#### Stored data entries:
BEGIN

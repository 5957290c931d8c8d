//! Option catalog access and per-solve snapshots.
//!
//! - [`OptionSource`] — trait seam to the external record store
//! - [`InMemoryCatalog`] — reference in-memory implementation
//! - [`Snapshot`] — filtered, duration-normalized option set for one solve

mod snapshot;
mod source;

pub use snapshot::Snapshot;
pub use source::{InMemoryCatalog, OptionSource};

END

All lines with the word "solve" must be located in the data and copied.

//! Option catalog access and per-solve snapshots.
//! - [`Snapshot`] — filtered, duration-normalized option set for one solve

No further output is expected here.